The Weight of Their Words | Wild: From Lost to Found on the Pacific Crest Trail by Cheryl Strayed

Crater Lake image source

Crater Lake
image source

“Crater Lake used to be a mountain.  Mount Mazama, it was called.  It was not so unlike the chain of dormant volcanoes I’d be traversing on the PCT in Oregon–Mount McLoughlin, the Three Sisters peaks, Mount Washington, Three Fingered Jack, Mount Jefferson, and Mount Hood–except that it was bigger than them all, having reached an elevation that’s estimated at a little under 12,000 feet.  Mount Mazama blew up about 7,700 years ago in a cataclysmic eruption that was forty-two times more voluminous than the eruption that decapitated Mount St. Helens in 1980.  It was the largest explosive eruption in the Cascade Region going back a million years.  In the wake of Mazama’s destruction, ash and pumice blanketed the landscape for 500,000 square miles–covering nearly all of Oregon and reaching as far as Alberta, Canada.  The Klamath tribe of Native Americans who witnessed the eruption believed it was a fierce battle between Llao, the spirit of the underworld, and Skell, the spirit of the sky.  When the battle was over, Llao was driven back into the underworld and Mount Mazama had become an empty bowl.  A caldera, it’s called–a sort of mountain in reverse.  A mountain that’s had it’s heart removed.  Slowly, over hundreds of years, the caldera filled with water, collecting the Oregon rain and snowmelt, until it became the lake it is now…
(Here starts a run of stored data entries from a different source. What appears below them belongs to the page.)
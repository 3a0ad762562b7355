//! Events that drive the stage machine

use super::Intent;

/// Events that trigger transitions
#[derive(Debug, Clone, PartialEq)]
pub enum Event {
    /// A text message from the user, already classified
    UserText { intent: Intent },

    /// Result of probing the provider with a candidate location name
    LocationChecked {
        candidate: String,
        outcome: LookupOutcome,
    },

    /// All forecasts for a weather query have settled
    ForecastsReady {
        /// `None` when any single location failed
        forecasts: Option<Vec<LocationForecast>>,
    },
}

impl Event {
    pub fn user_text(text: &str) -> Self {
        Event::UserText {
            intent: Intent::parse(text),
        }
    }
}

#[derive(Debug, Clone, Copy, PartialEq, Eq)]
pub enum LookupOutcome {
    Found,
    NotFound,
}

/// A rendered digest for one tracked location
#[derive(Debug, Clone, PartialEq, Eq)]
pub struct LocationForecast {
    pub location: String,
    pub digest: String,
}
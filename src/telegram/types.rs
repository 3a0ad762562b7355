//! Bot API wire types
//!
//! Only the fields this bot reads or writes are modelled; everything else in
//! the payloads is ignored.

use crate::runtime::InboundMessage;
use crate::session::{ChatId, UserId};
use crate::state_machine::Keyboard;
use serde::{Deserialize, Serialize};

/// Envelope around every Bot API response
#[derive(Debug, Deserialize)]
pub(super) struct ApiResponse<T> {
    pub ok: bool,
    pub result: Option<T>,
    #[serde(default)]
    pub description: Option<String>,
}

#[derive(Debug, Serialize)]
pub(super) struct GetUpdatesRequest {
    #[serde(skip_serializing_if = "Option::is_none")]
    pub offset: Option<i64>,
    pub timeout: u64,
    pub allowed_updates: &'static [&'static str],
}

#[derive(Debug, Clone, Deserialize)]
pub struct Update {
    pub update_id: i64,
    #[serde(default)]
    pub message: Option<Message>,
}

#[derive(Debug, Clone, Deserialize)]
pub struct Message {
    pub chat: Chat,
    #[serde(default)]
    pub from: Option<User>,
    #[serde(default)]
    pub text: Option<String>,
}

#[derive(Debug, Clone, Deserialize)]
pub struct Chat {
    pub id: i64,
}

#[derive(Debug, Clone, Deserialize)]
pub struct User {
    pub id: i64,
}

impl Update {
    /// Text messages with a known sender; stickers, photos and channel posts yield `None`
    pub fn into_inbound(self) -> Option<InboundMessage> {
        let message = self.message?;
        let from = message.from?;
        let text = message.text?;
        Some(InboundMessage {
            user: UserId(from.id),
            chat: ChatId(message.chat.id),
            text,
        })
    }
}

#[derive(Debug, Serialize)]
pub(super) struct SendMessageRequest<'a> {
    pub chat_id: i64,
    pub text: &'a str,
    #[serde(skip_serializing_if = "Option::is_none")]
    pub reply_markup: Option<ReplyKeyboardMarkup>,
}

#[derive(Debug, Serialize, PartialEq, Eq)]
pub(super) struct ReplyKeyboardMarkup {
    pub keyboard: Vec<Vec<KeyboardButton>>,
    pub resize_keyboard: bool,
}

#[derive(Debug, Serialize, PartialEq, Eq)]
pub(super) struct KeyboardButton {
    pub text: String,
}

impl From<Keyboard> for ReplyKeyboardMarkup {
    fn from(keyboard: Keyboard) -> Self {
        Self {
            keyboard: keyboard
                .rows()
                .into_iter()
                .map(|row| {
                    row.into_iter()
                        .map(|label| KeyboardButton {
                            text: label.to_string(),
                        })
                        .collect()
                })
                .collect(),
            resize_keyboard: true,
        }
    }
}
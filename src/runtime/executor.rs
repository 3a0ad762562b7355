//! Per-user runtime executor

use super::traits::{ForecastProvider, ReplySink};
use super::{Inboxes, InboundMessage, RuntimeSettings};
use crate::forecast::{render_forecast, ForecastSeries};
use crate::session::{ChatId, ConversationStage, SessionStore, UserId};
use crate::state_machine::{
    transition, Effect, Event, LocationForecast, LookupOutcome, TransitionError,
};
use crate::weather::LocationLookupError;
use futures::future::try_join_all;
use std::sync::Arc;
use std::time::Duration;
use tokio::sync::mpsc;

/// Drains one user's inbox, one message at a time
pub struct UserRuntime<P, R>
where
    P: ForecastProvider + 'static,
    R: ReplySink + 'static,
{
    user: UserId,
    store: Arc<SessionStore>,
    provider: Arc<P>,
    sink: Arc<R>,
    settings: RuntimeSettings,
}

impl<P, R> UserRuntime<P, R>
where
    P: ForecastProvider + 'static,
    R: ReplySink + 'static,
{
    pub fn new(
        user: UserId,
        store: Arc<SessionStore>,
        provider: Arc<P>,
        sink: Arc<R>,
        settings: RuntimeSettings,
    ) -> Self {
        Self {
            user,
            store,
            provider,
            sink,
            settings,
        }
    }

    /// Process messages until the inbox closes or stays empty for `idle_timeout`.
    ///
    /// On idle the worker removes its own entry from `workers`. The entry can
    /// only belong to this worker while the receiver is open, since the
    /// manager replaces closed inboxes only.
    pub async fn run(
        self,
        mut inbox: mpsc::Receiver<InboundMessage>,
        idle_timeout: Duration,
        workers: Arc<Inboxes>,
    ) {
        tracing::debug!(user = %self.user, "Starting user runtime");

        loop {
            match tokio::time::timeout(idle_timeout, inbox.recv()).await {
                Ok(Some(message)) => self.handle_message(message).await,
                Ok(None) => break,
                Err(_) => {
                    let mut workers = workers.write().await;
                    if !inbox.is_empty() {
                        continue;
                    }
                    workers.remove(&self.user);
                    inbox.close();
                    // A dispatch may have sent between the emptiness check and
                    // close; handle it while the lock keeps a successor from starting
                    while let Ok(message) = inbox.try_recv() {
                        self.handle_message(message).await;
                    }
                    tracing::debug!(user = %self.user, "User runtime idle, retiring");
                    break;
                }
            }
        }

        tracing::debug!(user = %self.user, "User runtime stopped");
    }

    pub async fn handle_message(&self, message: InboundMessage) {
        let event = Event::user_text(&message.text);
        if let Err(e) = self.process_event(message.chat, event).await {
            tracing::error!(user = %self.user, error = %e, "Error handling message");
        }
    }

    async fn process_event(&self, chat: ChatId, event: Event) -> Result<(), TransitionError> {
        // Follow-up events from lookups are processed before the next message
        let mut events_to_process = vec![event];

        while let Some(current_event) = events_to_process.pop() {
            let session = self.store.snapshot(self.user).await;
            let is_user_text = matches!(current_event, Event::UserText { .. });
            let result = transition(&session, current_event)?;

            if result.is_ignored() && is_user_text {
                tracing::debug!(user = %self.user, stage = ?session.stage, "Message ignored");
            }

            for effect in result.effects {
                if let Some(generated) = self.execute_effect(chat, effect).await {
                    events_to_process.push(generated);
                }
            }
        }

        Ok(())
    }

    async fn execute_effect(&self, chat: ChatId, effect: Effect) -> Option<Event> {
        match effect {
            Effect::StartSubscription => {
                self.store.start(self.user).await;
                tracing::info!(user = %self.user, "Subscription started");
                None
            }

            Effect::ClearSession => {
                self.store.clear(self.user).await;
                tracing::info!(user = %self.user, "Session cleared");
                None
            }

            Effect::SetStage(ConversationStage::None) => {
                self.store.clear_stage(self.user).await;
                None
            }

            Effect::SetStage(stage) => {
                self.store.set_stage(self.user, stage).await;
                None
            }

            Effect::AppendLocation { name } => {
                match self.store.add_location(self.user, &name).await {
                    Ok(()) => tracing::info!(user = %self.user, location = %name, "Location added"),
                    Err(e) => tracing::warn!(user = %self.user, error = %e, "Location not added"),
                }
                None
            }

            Effect::CheckLocation { candidate } => {
                let outcome = match self.lookup(&candidate).await {
                    Ok(_) => LookupOutcome::Found,
                    Err(e) => {
                        tracing::info!(
                            user = %self.user,
                            location = %candidate,
                            error = %e,
                            timed_out = e.is_timeout(),
                            "Candidate location rejected"
                        );
                        LookupOutcome::NotFound
                    }
                };
                Some(Event::LocationChecked { candidate, outcome })
            }

            Effect::FetchForecasts { locations } => {
                let forecasts = match self.fetch_all(&locations).await {
                    Ok(forecasts) => Some(forecasts),
                    Err(e) => {
                        tracing::warn!(
                            user = %self.user,
                            locations = locations.len(),
                            error = %e,
                            "Weather query failed"
                        );
                        None
                    }
                };
                Some(Event::ForecastsReady { forecasts })
            }

            Effect::Reply(reply) => {
                if let Err(e) = self.sink.send_reply(chat, &reply).await {
                    tracing::error!(user = %self.user, chat = %chat, error = %e, "Failed to send reply");
                }
                None
            }
        }
    }

    /// One provider call bounded by the fetch timeout; an empty series counts as a failure
    async fn lookup(&self, location: &str) -> Result<ForecastSeries, LocationLookupError> {
        let timeout = self.settings.fetch_timeout;
        let series = tokio::time::timeout(timeout, self.provider.fetch_forecast(location))
            .await
            .map_err(|_| LocationLookupError::Timeout(timeout))??;

        if series.samples.is_empty() {
            return Err(LocationLookupError::Empty(location.to_string()));
        }
        Ok(series)
    }

    /// Fetch every location concurrently; the first failure fails the whole query
    async fn fetch_all(
        &self,
        locations: &[String],
    ) -> Result<Vec<LocationForecast>, LocationLookupError> {
        let zone = self.settings.zone;
        try_join_all(locations.iter().map(|location| async move {
            let series = self.lookup(location).await?;
            Ok::<_, LocationLookupError>(LocationForecast {
                location: location.clone(),
                digest: render_forecast(&series.samples, zone),
            })
        }))
        .await
    }
}
//! Trait abstractions for runtime I/O
//!
//! These traits enable testing the executor with mock implementations.

use crate::forecast::ForecastSeries;
use crate::session::ChatId;
use crate::state_machine::Reply;
use crate::telegram::TransportError;
use crate::weather::LocationLookupError;
use async_trait::async_trait;
use std::sync::Arc;

/// Source of forecasts for named locations
#[async_trait]
pub trait ForecastProvider: Send + Sync {
    /// Fetch a non-empty, time-ordered series for `location`
    async fn fetch_forecast(&self, location: &str) -> Result<ForecastSeries, LocationLookupError>;
}

/// Outbound side of the chat transport
#[async_trait]
pub trait ReplySink: Send + Sync {
    async fn send_reply(&self, chat: ChatId, reply: &Reply) -> Result<(), TransportError>;
}

// ============================================================================
// Arc implementations for trait objects
// ============================================================================

#[async_trait]
impl<T: ForecastProvider + ?Sized> ForecastProvider for Arc<T> {
    async fn fetch_forecast(&self, location: &str) -> Result<ForecastSeries, LocationLookupError> {
        (**self).fetch_forecast(location).await
    }
}

#[async_trait]
impl<T: ReplySink + ?Sized> ReplySink for Arc<T> {
    async fn send_reply(&self, chat: ChatId, reply: &Reply) -> Result<(), TransportError> {
        (**self).send_reply(chat, reply).await
    }
}
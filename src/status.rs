// src/status.rs
use std::borrow::Cow;

use serde_json::Value;

use crate::errors::StatusError;

/// Review status codes and the sentence shown to the user for each.
/// The set of valid codes is exactly the key set of this table.
pub const VERDICTS: [(&str, &str); 3] = [
    ("approved", "Работа проверена: ревьюеру всё понравилось. Ура!"),
    ("reviewing", "Работа взята на проверку ревьюером."),
    ("rejected", "Работа проверена: у ревьюера есть замечания."),
];

pub fn verdict_for(status: &str) -> Option<&'static str> {
    VERDICTS
        .iter()
        .find(|(code, _)| *code == status)
        .map(|(_, verdict)| *verdict)
}

/// Reads the `homework_name` of a record. A present non-string name is rendered as JSON.
pub fn record_name(record: &Value) -> Result<Cow<'_, str>, StatusError> {
    field_text(record, "homework_name").ok_or(StatusError::MissingName)
}

/// Reads the raw `status` code of a record without checking it against [`VERDICTS`].
/// A present non-string status is rendered as JSON and fails the table lookup later.
pub fn record_status(record: &Value) -> Result<Cow<'_, str>, StatusError> {
    field_text(record, "status").ok_or(StatusError::MissingStatus)
}

fn field_text<'a>(record: &'a Value, key: &str) -> Option<Cow<'a, str>> {
    match record.get(key)? {
        Value::String(text) => Some(Cow::Borrowed(text.as_str())),
        other => Some(Cow::Owned(other.to_string())),
    }
}

/// Turns a homework record into the notification text for its current status.
pub fn parse_status(record: &Value) -> Result<String, StatusError> {
    let name = record_name(record)?;
    let status = record_status(record)?;
    let verdict = verdict_for(&status).ok_or_else(|| StatusError::InvalidStatus {
        name: name.to_string(),
        status: status.to_string(),
    })?;

    Ok(format!(
        "Изменился статус проверки работы \"{}\". {}",
        name, verdict
    ))
}
// src/api/practicum.rs

use reqwest::{Client, StatusCode};
use serde_json::Value;
use std::time::Instant;

use crate::api::HomeworkApi;
use crate::config::PracticumConfig;
use crate::errors::FetchError;

/// Client for the Practicum homework status endpoint.
pub struct PracticumClient {
    client: Client,
    config: PracticumConfig,
}

impl PracticumClient {
    /// Creates a new `PracticumClient`.
    pub fn new(client: Client, config: PracticumConfig) -> Self {
        Self { client, config }
    }
}

impl HomeworkApi for PracticumClient {
    async fn fetch(&self, timestamp: i64) -> Result<Value, FetchError> {
        log::debug!(
            "Requesting {} with from_date={}",
            self.config.endpoint,
            timestamp
        );

        let start = Instant::now();

        let resp = self
            .client
            .get(&self.config.endpoint)
            .header("Authorization", format!("OAuth {}", self.config.token))
            .query(&[("from_date", timestamp)])
            .send()
            .await
            .map_err(FetchError::Transport)?;

        let status = resp.status();
        let latency_ms = start.elapsed().as_millis() as u64;

        log::debug!("Homework API response status: {} ({}ms)", status, latency_ms);

        if status != StatusCode::OK {
            return Err(FetchError::UnexpectedStatus {
                status: status.as_u16(),
                headers: resp.headers().clone(),
                url: resp.url().to_string(),
                endpoint: self.config.endpoint.clone(),
            });
        }

        let body = resp.text().await.map_err(FetchError::Transport)?;
        serde_json::from_str(&body).map_err(FetchError::Decode)
    }
}
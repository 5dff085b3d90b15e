// src/validator.rs
use serde_json::Value;

use crate::errors::ValidationError;

/// Checks the shape of a decoded API response and returns its `homeworks` list.
///
/// Records inside the list are returned untouched; malformed records are
/// reported later by [`crate::status::parse_status`].
pub fn extract_homeworks(response: &Value) -> Result<&Vec<Value>, ValidationError> {
    let map = response.as_object().ok_or(ValidationError::NotAMapping)?;
    let homeworks = map.get("homeworks").ok_or(ValidationError::MissingKey)?;
    homeworks.as_array().ok_or(ValidationError::NotASequence)
}
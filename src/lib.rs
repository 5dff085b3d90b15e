// src/lib.rs
pub mod api;
pub mod banner;
pub mod config;
pub mod errors;
pub mod notifier;
pub mod poller;
pub mod status;
pub mod validator;
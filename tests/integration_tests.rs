// tests/integration_tests.rs
use std::collections::HashMap;
use std::net::TcpListener;
use std::sync::Mutex;

use actix_web::{web, App, HttpRequest, HttpResponse, HttpServer};
use serde_json::{json, Value};

use homework_bot::api::{HomeworkApi, PracticumClient};
use homework_bot::config::{PracticumConfig, TelegramConfig};
use homework_bot::errors::{DeliveryError, FetchError};
use homework_bot::notifier::{Notifier, TelegramNotifier};
use homework_bot::poller::{Poller, PollerOptions, FAILURE_PREFIX};

const API_TOKEN: &str = "secret";
const BOT_TOKEN: &str = "123:abc";
const CHAT_ID: &str = "42";
const START: i64 = 1_700_000_000;

/// Everything the fake servers observed.
#[derive(Default)]
struct Seen {
    from_dates: Mutex<Vec<i64>>,
    messages: Mutex<Vec<String>>,
}

fn authorized(req: &HttpRequest) -> bool {
    req.headers()
        .get("Authorization")
        .and_then(|v| v.to_str().ok())
        == Some("OAuth secret")
}

fn record_from_date(seen: &Seen, query: &HashMap<String, String>) -> bool {
    match query.get("from_date").and_then(|v| v.parse::<i64>().ok()) {
        Some(from_date) => {
            seen.from_dates.lock().unwrap().push(from_date);
            true
        }
        None => false,
    }
}

async fn approved(
    req: HttpRequest,
    query: web::Query<HashMap<String, String>>,
    seen: web::Data<Seen>,
) -> HttpResponse {
    if !authorized(&req) || !record_from_date(&seen, &query) {
        return HttpResponse::Unauthorized().finish();
    }
    HttpResponse::Ok().json(json!({
        "homeworks": [{"homework_name": "hw1", "status": "approved"}],
        "current_date": START
    }))
}

async fn archived(req: HttpRequest) -> HttpResponse {
    if !authorized(&req) {
        return HttpResponse::Unauthorized().finish();
    }
    HttpResponse::Ok().json(json!({
        "homeworks": [{"homework_name": "hw1", "status": "archived"}]
    }))
}

async fn rate_limited() -> HttpResponse {
    HttpResponse::TooManyRequests()
        .insert_header(("Retry-After", "60"))
        .finish()
}

async fn garbage() -> HttpResponse {
    HttpResponse::Ok().content_type("text/html").body("<html>maintenance</html>")
}

async fn send_message(body: web::Json<Value>, seen: web::Data<Seen>) -> HttpResponse {
    match (body["chat_id"].as_str(), body["text"].as_str()) {
        (Some(CHAT_ID), Some(text)) => {
            seen.messages.lock().unwrap().push(text.to_string());
            HttpResponse::Ok().json(json!({"ok": true, "result": {"message_id": 1}}))
        }
        _ => HttpResponse::BadRequest().json(json!({
            "ok": false,
            "error_code": 400,
            "description": "Bad Request: chat not found"
        })),
    }
}

/// Starts the fake homework API and Bot API on a free local port.
fn spawn_server(seen: web::Data<Seen>) -> String {
    let listener = TcpListener::bind("127.0.0.1:0").unwrap();
    let port = listener.local_addr().unwrap().port();

    let server = HttpServer::new(move || {
        App::new()
            .app_data(seen.clone())
            .route("/approved/", web::get().to(approved))
            .route("/archived/", web::get().to(archived))
            .route("/limited/", web::get().to(rate_limited))
            .route("/garbage/", web::get().to(garbage))
            .route(
                &format!("/bot{}/sendMessage", BOT_TOKEN),
                web::post().to(send_message),
            )
    })
    .workers(1)
    .listen(listener)
    .unwrap()
    .run();
    actix_rt::spawn(server);

    format!("http://127.0.0.1:{}", port)
}

fn practicum(base: &str, path: &str) -> PracticumClient {
    PracticumClient::new(
        reqwest::Client::new(),
        PracticumConfig {
            endpoint: format!("{}{}", base, path),
            token: API_TOKEN.to_string(),
        },
    )
}

fn telegram(base: &str, chat_id: &str) -> TelegramNotifier {
    TelegramNotifier::new(
        reqwest::Client::new(),
        TelegramConfig {
            api_base: base.to_string(),
            token: BOT_TOKEN.to_string(),
            chat_id: chat_id.to_string(),
        },
    )
}

fn unused_port_base() -> String {
    let listener = TcpListener::bind("127.0.0.1:0").unwrap();
    let port = listener.local_addr().unwrap().port();
    drop(listener);
    format!("http://127.0.0.1:{}", port)
}

#[actix_web::test]
async fn test_fetch_returns_decoded_body() {
    let seen = web::Data::new(Seen::default());
    let base = spawn_server(seen.clone());

    let body = practicum(&base, "/approved/").fetch(START).await.unwrap();

    assert_eq!(body["homeworks"][0]["homework_name"], "hw1");
    assert_eq!(*seen.from_dates.lock().unwrap(), vec![START]);
}

#[actix_web::test]
async fn test_fetch_unexpected_status() {
    let seen = web::Data::new(Seen::default());
    let base = spawn_server(seen);

    let err = practicum(&base, "/limited/").fetch(START).await.unwrap_err();

    match err {
        FetchError::UnexpectedStatus {
            status,
            headers,
            url,
            ..
        } => {
            assert_eq!(status, 429);
            assert_eq!(headers.get("retry-after").unwrap(), "60");
            assert!(url.ends_with(&format!("/limited/?from_date={}", START)));
        }
        other => panic!("expected UnexpectedStatus, got {:?}", other),
    }
}

#[actix_web::test]
async fn test_fetch_rejects_non_json_body() {
    let seen = web::Data::new(Seen::default());
    let base = spawn_server(seen);

    let err = practicum(&base, "/garbage/").fetch(START).await.unwrap_err();

    assert!(matches!(err, FetchError::Decode(_)));
}

#[actix_web::test]
async fn test_fetch_transport_failure() {
    let base = unused_port_base();

    let err = practicum(&base, "/approved/").fetch(START).await.unwrap_err();

    assert!(matches!(err, FetchError::Transport(_)));
}

#[actix_web::test]
async fn test_notify_delivers_to_chat() {
    let seen = web::Data::new(Seen::default());
    let base = spawn_server(seen.clone());

    telegram(&base, CHAT_ID).notify("привет").await.unwrap();

    assert_eq!(*seen.messages.lock().unwrap(), vec!["привет".to_string()]);
}

#[actix_web::test]
async fn test_notify_rejected_by_bot_api() {
    let seen = web::Data::new(Seen::default());
    let base = spawn_server(seen.clone());

    let err = telegram(&base, "-1").notify("привет").await.unwrap_err();

    match err {
        DeliveryError::Rejected {
            status,
            description,
        } => {
            assert_eq!(status, 400);
            assert_eq!(description, "Bad Request: chat not found");
        }
        other => panic!("expected Rejected, got {:?}", other),
    }
    assert!(seen.messages.lock().unwrap().is_empty());
}

#[actix_web::test]
async fn test_first_cycle_announces_status_then_stays_quiet() {
    let seen = web::Data::new(Seen::default());
    let base = spawn_server(seen.clone());
    let mut poller = Poller::new(
        practicum(&base, "/approved/"),
        telegram(&base, CHAT_ID),
        PollerOptions::default(),
        START,
    );

    let first = poller.run_cycle(START + 600).await;
    let second = poller.run_cycle(START + 1200).await;

    assert_eq!(first.notifications, 1);
    assert_eq!(second.notifications, 0);
    assert!(second.error.is_none());
    assert_eq!(
        *seen.messages.lock().unwrap(),
        vec![
            "Изменился статус проверки работы \"hw1\". Работа проверена: ревьюеру всё понравилось. Ура!"
                .to_string()
        ]
    );
    assert_eq!(*seen.from_dates.lock().unwrap(), vec![START, START + 600]);
}

#[actix_web::test]
async fn test_rate_limited_api_is_reported_once() {
    let seen = web::Data::new(Seen::default());
    let base = spawn_server(seen.clone());
    let mut poller = Poller::new(
        practicum(&base, "/limited/"),
        telegram(&base, CHAT_ID),
        PollerOptions::default(),
        START,
    );

    let first = poller.run_cycle(START + 600).await;
    poller.run_cycle(START + 1200).await;

    assert!(first.error.as_deref().unwrap().contains("429"));
    let messages = seen.messages.lock().unwrap();
    assert_eq!(messages.len(), 1);
    assert!(messages[0].starts_with(FAILURE_PREFIX));
    assert!(messages[0].contains("429"));
}

#[actix_web::test]
async fn test_unknown_status_is_reported_once() {
    let seen = web::Data::new(Seen::default());
    let base = spawn_server(seen.clone());
    let mut poller = Poller::new(
        practicum(&base, "/archived/"),
        telegram(&base, CHAT_ID),
        PollerOptions::default(),
        START,
    );

    for i in 1..=3 {
        let outcome = poller.run_cycle(START + i * 600).await;
        assert!(outcome.error.is_some());
    }

    assert_eq!(
        *seen.messages.lock().unwrap(),
        vec![format!(
            "{}Статус \"archived\" домашней работы \"hw1\" не действительный",
            FAILURE_PREFIX
        )]
    );
}
// src/errors.rs
use reqwest::header::HeaderMap;
use thiserror::Error;

/// Failures of a single request to the homework API.
#[derive(Error, Debug)]
pub enum FetchError {
    #[error("API не отвечает: {0}")]
    Transport(#[source] reqwest::Error),

    #[error("Статус ответа от API {endpoint}: {status}, ожидался 200")]
    UnexpectedStatus {
        status: u16,
        headers: HeaderMap,
        url: String,
        endpoint: String,
    },

    #[error("Не удалось разобрать ответ API как JSON: {0}")]
    Decode(#[source] serde_json::Error),
}

#[derive(Error, Debug, Clone, PartialEq, Eq)]
pub enum ValidationError {
    #[error("Ответ от API ошибочного типа, не словарь")]
    NotAMapping,

    #[error("В ответе от API нет ключа \"homeworks\"")]
    MissingKey,

    #[error("Ответ от API с домашними работами ошибочного типа, не список")]
    NotASequence,
}

#[derive(Error, Debug, Clone, PartialEq, Eq)]
pub enum StatusError {
    #[error("У домашней работы нет имени")]
    MissingName,

    #[error("У домашней работы нет статуса")]
    MissingStatus,

    #[error("Статус \"{status}\" домашней работы \"{name}\" не действительный")]
    InvalidStatus { name: String, status: String },
}

#[derive(Error, Debug)]
pub enum DeliveryError {
    #[error("Telegram не отвечает: {0}")]
    Transport(#[from] reqwest::Error),

    #[error("Telegram отклонил сообщение со статусом {status}: {description}")]
    Rejected { status: u16, description: String },
}

#[derive(Error, Debug)]
pub enum BotError {
    #[error(transparent)]
    Fetch(#[from] FetchError),

    #[error(transparent)]
    Validation(#[from] ValidationError),

    #[error(transparent)]
    Status(#[from] StatusError),

    #[error(transparent)]
    Delivery(#[from] DeliveryError),

    #[error("Не хватает токенов: {}", .0.join(", "))]
    CredentialMissing(Vec<&'static str>),

    #[error("Ошибка конфигурации: {0}")]
    Config(String),
}

pub type Result<T> = std::result::Result<T, BotError>;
This was one Mazama, I kept reminding myself.  This was once a mountain that stood 12,000 feet tall and then had its heart removed.  This was once a wasteland of lava and pumice and ash.  Thus was once an empty bowl that took hundreds of years to fill.  But hard as I tried, I couldn’t see them in my mind’s eye.  Not the mountain or the wasteland or the empty bowl.  They simply were not there anymore.  There was only the stillness and silence of that water: what a mountain and a wasteland and an empty bowl turned into after the healing began.”

~Wild: From Lost to Found on the Pacific Crest Trail by Cheryl Strayed (pages 262 & 273)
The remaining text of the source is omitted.